Butter Pecan Tres Leches Cake (Print Version)

Milk-soaked cake with toasted pecans and whipped cream topping

# What You'll Need:

→ Cake

01 - 1 cup all-purpose flour
02 - 1½ teaspoons baking powder
03 - ¼ teaspoon salt
04 - ½ cup unsalted butter, softened
05 - 1 cup granulated sugar
06 - 3 large eggs
07 - 1 teaspoon vanilla extract
08 - ½ cup whole milk

→ Tres Leches Mixture

09 - 1 can (14 fluid ounces) sweetened condensed milk
10 - 1 can (12 fluid ounces) evaporated milk
11 - 1 cup whole milk
12 - ½ cup unsweetened coconut milk, optional

→ Butter Pecan Topping

13 - 1 cup pecans, chopped
14 - ¼ cup unsalted butter
15 - ½ cup brown sugar
16 - 1 teaspoon vanilla extract

→ Whipped Topping

17 - 1 cup heavy whipping cream
18 - ¼ cup powdered sugar
19 - 1 teaspoon vanilla extract

# How To:

01 - Preheat oven to 350°F. Grease and flour a 9x13-inch baking pan.
02 - In a medium bowl, whisk together flour, baking powder, and salt. Set aside.
03 - In a large mixing bowl, cream softened butter and granulated sugar until light and fluffy, approximately 3 to 5 minutes.
04 - Beat in eggs one at a time, mixing well after each addition. Add vanilla extract and mix until combined.
05 - Gradually add flour mixture to butter mixture, alternating with milk. Begin and end with flour mixture, mixing just until combined.
06 - Pour batter into prepared pan and spread evenly. Bake for 25 to 30 minutes until a toothpick inserted in the center comes out clean.
07 - While cake bakes, whisk together sweetened condensed milk, evaporated milk, whole milk, and coconut milk if using until smooth.
08 - Remove cake from oven and cool for 10 minutes. Using a fork, poke holes all over the top of the cake.
09 - Slowly pour tres leches mixture over cake, ensuring it soaks into the holes. Allow cake to absorb milk for at least 1 hour, preferably overnight in the refrigerator.
10 - Melt butter in a skillet over medium heat. Add chopped pecans and brown sugar; cook, stirring frequently, for approximately 5 minutes until pecans are toasted and mixture is bubbly. Remove from heat and stir in vanilla extract.
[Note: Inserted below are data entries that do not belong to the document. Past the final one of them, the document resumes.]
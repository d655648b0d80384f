use crate::OutputFormat;
use anyhow::{Result, anyhow};
use std::str::FromStr;
use studio_core::config::{BrowserConfig, Provider, ToolCallingMethod};
use studio_core::{Action, Studio};

/// Provider and model overrides shared by `chat` and `config show`
#[derive(Debug, Default, Clone)]
pub struct ConfigOverrides {
    pub provider: Option<String>,
    pub model: Option<String>,
    pub temperature: Option<f64>,
    pub api_key: Option<String>,
}

impl ConfigOverrides {
    /// Translate overrides into studio actions, provider first so the model
    /// is checked against the right list
    pub fn actions(&self) -> Result<Vec<Action>> {
        let mut actions = Vec::new();
        if let Some(provider) = &self.provider {
            actions.push(Action::SetProvider(provider.parse::<Provider>()?));
        }
        if let Some(model) = &self.model {
            actions.push(Action::SetModel(model.clone()));
        }
        if let Some(temperature) = self.temperature {
            actions.push(Action::SetTemperature(temperature));
        }
        if let Some(key) = &self.api_key {
            actions.push(Action::SetApiKey(key.clone()));
        }
        Ok(actions)
    }
}

#[derive(Debug, serde::Serialize)]
struct ProviderInfo {
    provider: &'static str,
    label: &'static str,
    models: &'static [&'static str],
}

/// List providers and the models each one offers
pub fn providers(format: OutputFormat) -> Result<()> {
    let infos: Vec<ProviderInfo> = Provider::ALL
        .iter()
        .map(|p| ProviderInfo {
            provider: p.as_str(),
            label: p.label(),
            models: p.models(),
        })
        .collect();

    let output = match format {
        OutputFormat::Json => format!("{}\n", serde_json::to_string_pretty(&infos)?),
        OutputFormat::Table => {
            let mut output = String::from("Provider,Model,Default\n");
            for info in &infos {
                for (idx, model) in info.models.iter().enumerate() {
                    output.push_str(&format!("{},{},{}\n", info.provider, model, idx == 0));
                }
            }
            output
        }
        OutputFormat::Pretty => {
            use console::style;

            let mut output = String::new();
            for info in &infos {
                output.push_str(&format!(
                    "{} {}\n",
                    style(info.provider).bold().cyan(),
                    style(format!("({})", info.label)).dim()
                ));
                for (idx, model) in info.models.iter().enumerate() {
                    let marker = if idx == 0 { "* " } else { "  " };
                    output.push_str(&format!("  {}{}\n", marker, model));
                }
            }
            output.push_str("\n* = model selected when switching to the provider\n");
            output
        }
    };

    print!("{}", output);
    Ok(())
}

/// Print the effective configuration after applying overrides
pub fn show(overrides: &ConfigOverrides, format: OutputFormat) -> Result<()> {
    let mut studio = Studio::default();
    for action in overrides.actions()? {
        studio.dispatch(action)?;
    }

    print!("{}", render(&studio.state().config, format)?);
    Ok(())
}

/// Render a configuration in the requested format
pub fn render(config: &BrowserConfig, format: OutputFormat) -> Result<String> {
    Ok(match format {
        OutputFormat::Json => format!("{}\n", serde_json::to_string_pretty(config)?),
        OutputFormat::Table => format_table(config)?,
        OutputFormat::Pretty => format_pretty(config),
    })
}

/// A setting that can be changed from a chat session
#[derive(Debug, Clone, Copy, PartialEq, Eq)]
pub enum ConfigKey {
    Provider,
    Model,
    ApiKey,
    BaseUrl,
    Temperature,
    MaxSteps,
    MaxActions,
    Vision,
    Screenshots,
    ToolCalling,
    Headless,
    DisableImages,
    BlockAds,
    UserAgent,
    Timeout,
    MaxParallel,
    Workflow,
    StorageUrl,
    StorageKey,
}

impl ConfigKey {
    pub const ALL: [ConfigKey; 19] = [
        ConfigKey::Provider,
        ConfigKey::Model,
        ConfigKey::ApiKey,
        ConfigKey::BaseUrl,
        ConfigKey::Temperature,
        ConfigKey::MaxSteps,
        ConfigKey::MaxActions,
        ConfigKey::Vision,
        ConfigKey::Screenshots,
        ConfigKey::ToolCalling,
        ConfigKey::Headless,
        ConfigKey::DisableImages,
        ConfigKey::BlockAds,
        ConfigKey::UserAgent,
        ConfigKey::Timeout,
        ConfigKey::MaxParallel,
        ConfigKey::Workflow,
        ConfigKey::StorageUrl,
        ConfigKey::StorageKey,
    ];

    pub fn as_str(&self) -> &'static str {
        match self {
            ConfigKey::Provider => "provider",
            ConfigKey::Model => "model",
            ConfigKey::ApiKey => "api-key",
            ConfigKey::BaseUrl => "base-url",
            ConfigKey::Temperature => "temperature",
            ConfigKey::MaxSteps => "max-steps",
            ConfigKey::MaxActions => "max-actions",
            ConfigKey::Vision => "vision",
            ConfigKey::Screenshots => "screenshots",
            ConfigKey::ToolCalling => "tool-calling",
            ConfigKey::Headless => "headless",
            ConfigKey::DisableImages => "disable-images",
            ConfigKey::BlockAds => "block-ads",
            ConfigKey::UserAgent => "user-agent",
            ConfigKey::Timeout => "timeout",
            ConfigKey::MaxParallel => "max-parallel",
            ConfigKey::Workflow => "workflow",
            ConfigKey::StorageUrl => "storage-url",
            ConfigKey::StorageKey => "storage-key",
        }
    }

    /// Build the action that sets this key to `value`
    ///
    /// Keys stored in a group (advanced options, storage) start from the
    /// current values so the other members are kept.
    pub fn action(self, value: &str, current: &BrowserConfig) -> Result<Action> {
        let value = value.trim();
        let action = match self {
            ConfigKey::Provider => Action::SetProvider(value.parse::<Provider>()?),
            ConfigKey::Model => Action::SetModel(value.to_string()),
            ConfigKey::ApiKey => Action::SetApiKey(value.to_string()),
            ConfigKey::BaseUrl => Action::SetBaseUrl(value.to_string()),
            ConfigKey::Temperature => Action::SetTemperature(parse_number(self, value)?),
            ConfigKey::MaxSteps => Action::SetMaxSteps(parse_number(self, value)?),
            ConfigKey::MaxActions => Action::SetMaxActionsPerStep(parse_number(self, value)?),
            ConfigKey::Vision => Action::SetUseVision(parse_flag(self, value)?),
            ConfigKey::Screenshots => Action::SetEnableScreenshot(parse_flag(self, value)?),
            ConfigKey::ToolCalling => {
                Action::SetToolCallingMethod(value.parse::<ToolCallingMethod>()?)
            }
            ConfigKey::Headless
            | ConfigKey::DisableImages
            | ConfigKey::BlockAds
            | ConfigKey::UserAgent
            | ConfigKey::Timeout
            | ConfigKey::MaxParallel => {
                let mut advanced = current.advanced.clone();
                match self {
                    ConfigKey::Headless => advanced.headless = parse_flag(self, value)?,
                    ConfigKey::DisableImages => advanced.disable_images = parse_flag(self, value)?,
                    ConfigKey::BlockAds => advanced.block_ads = parse_flag(self, value)?,
                    ConfigKey::UserAgent => advanced.user_agent = value.to_string(),
                    ConfigKey::Timeout => advanced.timeout_secs = parse_number(self, value)?,
                    _ => advanced.max_parallel_tasks = parse_number(self, value)?,
                }
                Action::SetAdvanced(advanced)
            }
            ConfigKey::Workflow => Action::SetWorkflowEndpoint(value.to_string()),
            ConfigKey::StorageUrl => Action::SetStorage {
                url: value.to_string(),
                key: current.integrations.storage_key.clone(),
            },
            ConfigKey::StorageKey => Action::SetStorage {
                url: current.integrations.storage_url.clone(),
                key: value.to_string(),
            },
        };
        Ok(action)
    }
}

impl FromStr for ConfigKey {
    type Err = anyhow::Error;

    fn from_str(s: &str) -> Result<Self> {
        let needle = s.trim().to_lowercase().replace('_', "-");
        ConfigKey::ALL
            .iter()
            .find(|k| k.as_str() == needle)
            .copied()
            .ok_or_else(|| {
                let keys: Vec<&str> = ConfigKey::ALL.iter().map(|k| k.as_str()).collect();
                anyhow!("Unknown setting '{}'. Known settings: {}", s, keys.join(", "))
            })
    }
}

fn parse_number<T: FromStr>(key: ConfigKey, value: &str) -> Result<T> {
    value
        .parse::<T>()
        .map_err(|_| anyhow!("Invalid number for {}: {}", key.as_str(), value))
}

fn parse_flag(key: ConfigKey, value: &str) -> Result<bool> {
    match value.to_lowercase().as_str() {
        "true" | "on" | "yes" => Ok(true),
        "false" | "off" | "no" => Ok(false),
        _ => Err(anyhow!("Expected on/off for {}: {}", key.as_str(), value)),
    }
}

fn format_table(config: &BrowserConfig) -> Result<String> {
    let value = serde_json::to_value(config)?;
    let mut output = String::from("Key,Value\n");
    if let Some(map) = value.as_object() {
        for (key, value) in map {
            if value.is_object() {
                continue;
            }
            output.push_str(&format!("{},{}\n", key, value));
        }
    }
    Ok(output)
}

fn format_pretty(config: &BrowserConfig) -> String {
    use console::style;

    let api_key = if config.api_key().is_empty() {
        "(not set)"
    } else {
        "********"
    };

    let mut output = String::new();
    output.push_str(&format!("{}\n", style("LLM Provider Settings").bold().cyan()));
    output.push_str(&format!(
        "  Provider:           {} ({})\n",
        config.provider(),
        config.provider().label()
    ));
    output.push_str(&format!("  Model:              {}\n", config.model()));
    output.push_str(&format!("  API Key:            {}\n", api_key));
    output.push_str(&format!("  Base URL:           {}\n", config.base_url));
    output.push_str(&format!("  Temperature:        {:.1}\n", config.temperature()));
    output.push('\n');
    output.push_str(&format!("{}\n", style("Agent Settings").bold().cyan()));
    output.push_str(&format!("  Max Steps:          {}\n", config.max_steps));
    output.push_str(&format!("  Max Actions/Step:   {}\n", config.max_actions_per_step));
    output.push_str(&format!("  Use Vision:         {}\n", config.use_vision));
    output.push_str(&format!("  Screenshots:        {}\n", config.enable_screenshot));
    output.push_str(&format!(
        "  Tool Calling:       {:?}\n",
        config.tool_calling_method
    ));
    output.push('\n');
    output.push_str(&format!("{}\n", style("Browser Options").bold().cyan()));
    let advanced = &config.advanced;
    output.push_str(&format!("  Headless:           {}\n", advanced.headless));
    output.push_str(&format!("  Disable Images:     {}\n", advanced.disable_images));
    output.push_str(&format!("  Block Ads:          {}\n", advanced.block_ads));
    output.push_str(&format!("  Timeout:            {}s\n", advanced.timeout_secs));
    output.push_str(&format!("  Max Parallel Tasks: {}\n", advanced.max_parallel_tasks));
    output.push('\n');
    output.push_str(&format!("{}\n", style("Integrations").bold().cyan()));
    let integrations = &config.integrations;
    output.push_str(&format!(
        "  Workflow:           {}\n",
        connection_label(integrations.workflow_connected())
    ));
    output.push_str(&format!(
        "  Storage:            {}\n",
        connection_label(integrations.storage_connected())
    ));

    output
}

fn connection_label(connected: bool) -> &'static str {
    if connected { "Connected" } else { "Not Connected" }
}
Cool slightly.
11 - In a separate bowl, whip heavy cream with powdered sugar and vanilla extract until stiff peaks form.
12 - Once cake has absorbed milk mixture, spread whipped cream evenly over the surface.
13 - Drizzle cooled butter pecan topping over whipped cream.
14 - Serve chilled or at room temperature.

# Expert Tips:

01 -
  • The cake stays incredibly moist for days thanks to the soaking method, getting better as it sits.
  • Toasted butter pecan topping adds a caramelized crunch that balances the creamy sweetness perfectly.
  • It feeds a crowd without much fuss, and everyone always asks how you made it so tender.
  • The optional coconut milk adds a whisper of tropical richness that surprises people in the best way.
02 -
  • Dont skip poking the holes deep enough, shallow pokes mean dry spots and nobody wants that.
  • Let the butter pecan topping cool completely before adding it to the whipped cream or it will melt into a soupy mess.
  • The longer the cake soaks, the better it gets, so plan ahead and make it the night before if you can.
03 -
  • Use room temperature eggs and butter so everything blends smoothly without lumps or curdling.
  • Pour the tres leches mixture slowly and pause between pours, rushing it means uneven soaking and puddles on top.
  • Toast the pecans until theyre fragrant and golden, underdone pecans wont have that deep buttery flavor.
  • Chill your mixing bowl and beaters before whipping the cream, it helps the cream reach stiff peaks faster and stay stable longer.